Por mi parte he decir a este propósito -y fuera del contexto de lo que se vaya a regular- es lo siguiente:
Lo primero que habría que tener en cuenta a la hora de posicionarse y de discernir acerca de la eutanasia (muerte bella) y la ortotanasia (muerte digna) es la edad del razonador. Pues el asunto ha de ofrecer un cariz bien diferente, según sea la edad del opinante y eventualmente del legislador. No se razona lo mismo cuando se ve la muerte natural lejana (a los 40 años, por ejemplo) que cuando se la ve cercana (a los 60 o a los 80).
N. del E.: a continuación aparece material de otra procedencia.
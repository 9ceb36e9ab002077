//! Registry of library functions with a query-language equivalent.

use std::collections::HashMap;

use once_cell::sync::Lazy;

use crate::sql::expr::ScalarFunction;
use crate::value::Value;

use super::eval::EvalError;

static KNOWN: Lazy<HashMap<&'static str, ScalarFunction>> = Lazy::new(|| {
    HashMap::from([
        ("abs", ScalarFunction::Abs),
        ("Math.abs", ScalarFunction::Abs),
        ("sqrt", ScalarFunction::Sqrt),
        ("Math.sqrt", ScalarFunction::Sqrt),
        ("upper", ScalarFunction::Upper),
        ("toUpperCase", ScalarFunction::Upper),
        ("to_uppercase", ScalarFunction::Upper),
        ("lower", ScalarFunction::Lower),
        ("toLowerCase", ScalarFunction::Lower),
        ("to_lowercase", ScalarFunction::Lower),
        ("trim", ScalarFunction::Trim),
        ("length", ScalarFunction::Length),
        ("len", ScalarFunction::Length),
    ])
});

/// Look up a registered single-argument function by name.
pub fn known_function(name: &str) -> Option<ScalarFunction> {
    KNOWN.get(name).copied()
}

/// Evaluate a known function over a concrete argument.
pub fn apply_known(func: ScalarFunction, arg: &Value) -> Result<Value, EvalError> {
    let mismatch = || EvalError::TypeMismatch {
        operation: func.name().to_string(),
        found: arg.kind(),
    };
    match func {
        ScalarFunction::Abs => match arg {
            Value::Int(n) => Ok(Value::Int(n.wrapping_abs())),
            Value::Float(f) => Ok(Value::Float(f.abs())),
            Value::Null => Ok(Value::Null),
            _ => Err(mismatch()),
        },
        ScalarFunction::Sqrt => match arg {
            Value::Null => Ok(Value::Null),
            other => other
                .as_float()
                .map(|f| Value::Float(f.sqrt()))
                .ok_or_else(mismatch),
        },
        ScalarFunction::Upper => string_map(arg, str::to_uppercase).ok_or_else(mismatch),
        ScalarFunction::Lower => string_map(arg, str::to_lowercase).ok_or_else(mismatch),
        ScalarFunction::Trim => string_map(arg, |s| s.trim().to_string()).ok_or_else(mismatch),
        ScalarFunction::Length => match arg {
            Value::String(s) => Ok(Value::Int(s.chars().count() as i64)),
            Value::Null => Ok(Value::Null),
            _ => Err(mismatch()),
        },
    }
}

fn string_map(arg: &Value, f: impl Fn(&str) -> String) -> Option<Value> {
    match arg {
        Value::String(s) => Some(Value::String(f(s))),
        Value::Null => Some(Value::Null),
        _ => None,
    }
}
Como tampoco se discierne lo mismo sobre la cuestión con salud plena que con un simple dolor de cabeza.
En esto sucede como con el reparto de la riqueza en un país. Nada tendrán que ver la opinión o los juicios de valor acerca de la pobreza, de un rico y los de un pobre. Eso no quiere decir que el rico no sea capaz de intuir qué es la equidad, pero deformará el concepto y rebuscará mil razones para arrimar el ascua a su sardina. Es sumamente difícil teorizar, y aún más proponer soluciones prácticas de justicia social mientras uno se enriquece o cuando sencillamente se vive bien. Y es porque, aun deseando superar el egoísmo, no hay consciencia del proceso mental seguido para justificar la riqueza propia visto desde fuera. Por eso no se percibe, salvo el virtuoso (y entonces será rico por poco tiempo) que el enriquecimiento siempre se consigue a costa de otros, aunque esos otros vivan a miles de kilómetros de distancia del rico que opina acerca de la materia.
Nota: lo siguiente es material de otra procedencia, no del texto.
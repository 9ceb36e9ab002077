//! Configuration module for querystream.
//!
//! Handles the config file, environment variables, and settings.

mod settings;

pub use settings::{expand_env_vars, HintSettings, Settings, SettingsError, TranslationSettings};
Otro tanto sucede con el aborto. El aborto debería ser un asunto de la exclusiva incumbencia de la mujer. El hombre, cuya aportación a la procreación es indispensable pero trivial a efecto de las consecuencias biológicas, debiera quedar excluido de toda decisión sobre el asunto. Al hombre sólo podría reconocérsele el derecho a exponer su parecer pero sin considerar éste vinculante. Con mayor razón, cualquiera que fuese su edad, sólo la mujer debiera ser quien tomase la decisión de ser o no ser madre.
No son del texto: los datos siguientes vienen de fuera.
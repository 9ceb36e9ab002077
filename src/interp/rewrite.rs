//! Traversals over expression trees.

use std::collections::BTreeSet;

use crate::sql::expr::{Expr, SourceId};
use crate::value::Value;

/// Visit every node, parents before children.
pub fn walk<'e>(expr: &'e Expr, f: &mut impl FnMut(&'e Expr)) {
    f(expr);
    match expr {
        Expr::FieldAccess { base, .. } => walk(base, f),
        Expr::BinaryOp { left, right, .. } => {
            walk(left, f);
            walk(right, f);
        }
        Expr::UnaryOp { expr, .. } => walk(expr, f),
        Expr::Conditional {
            cond,
            then,
            otherwise,
        } => {
            walk(cond, f);
            walk(then, f);
            walk(otherwise, f);
        }
        Expr::Tuple { elements, .. } => elements.iter().for_each(|e| walk(e, f)),
        Expr::Aggregate { arg, .. } => walk(arg, f),
        Expr::Function { args, .. } => args.iter().for_each(|e| walk(e, f)),
        Expr::Constant(_)
        | Expr::Parameter { .. }
        | Expr::SourceRef { .. }
        | Expr::Unsupported { .. } => {}
    }
}

/// Sources an expression refers to.
pub fn referenced_sources(expr: &Expr) -> BTreeSet<SourceId> {
    let mut found = BTreeSet::new();
    walk(expr, &mut |e| {
        if let Expr::SourceRef { source, .. } = e {
            found.insert(*source);
        }
    });
    found
}

/// Reason of the first unsupported node, in pre-order.
pub fn first_unsupported(expr: &Expr) -> Option<&str> {
    let mut reason = None;
    walk(expr, &mut |e| {
        if reason.is_none() {
            if let Expr::Unsupported { reason: r } = e {
                reason = Some(r.as_str());
            }
        }
    });
    reason
}

/// Named parameters in order of first appearance.
pub fn parameters(expr: &Expr) -> Vec<(&str, &Value)> {
    let mut found: Vec<(&str, &Value)> = Vec::new();
    walk(expr, &mut |e| {
        if let Expr::Parameter { name, value } = e {
            if !found.iter().any(|(n, v)| *n == name && *v == value) {
                found.push((name.as_str(), value));
            }
        }
    });
    found
}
Por consiguiente se hace muy problemático admitir -al menos de buen grado-, que quienes dictaminan, legislan o regulan ciertas materias son siempre individuos que no están “en situación”, esto es, no están, o no pueden estar por la naturaleza de las cosas, en la situación sobre la que se arrogan el derecho a regular.
Pese a todas las objeciones que se hagan a este mi razonamiento, habrá de reconocerse que una sociedad en la que sólo la mujer decidiese sobre el aborto, sólo el anciano hiciera lo propio sobre la eutanasia, y sólo el pobre decidiese sobre los derechos del rico sería una sociedad no sólo más justa, sino también más inteligente. Una sociedad en la que decidiesen sobre la eutanasia sólo los ancianos, sobre el aborto sólo las mujeres, y sobre el reparto de la riqueza sólo los pobres, sería una sociedad que habría pasado a la siguiente dimensión del conocimiento humano.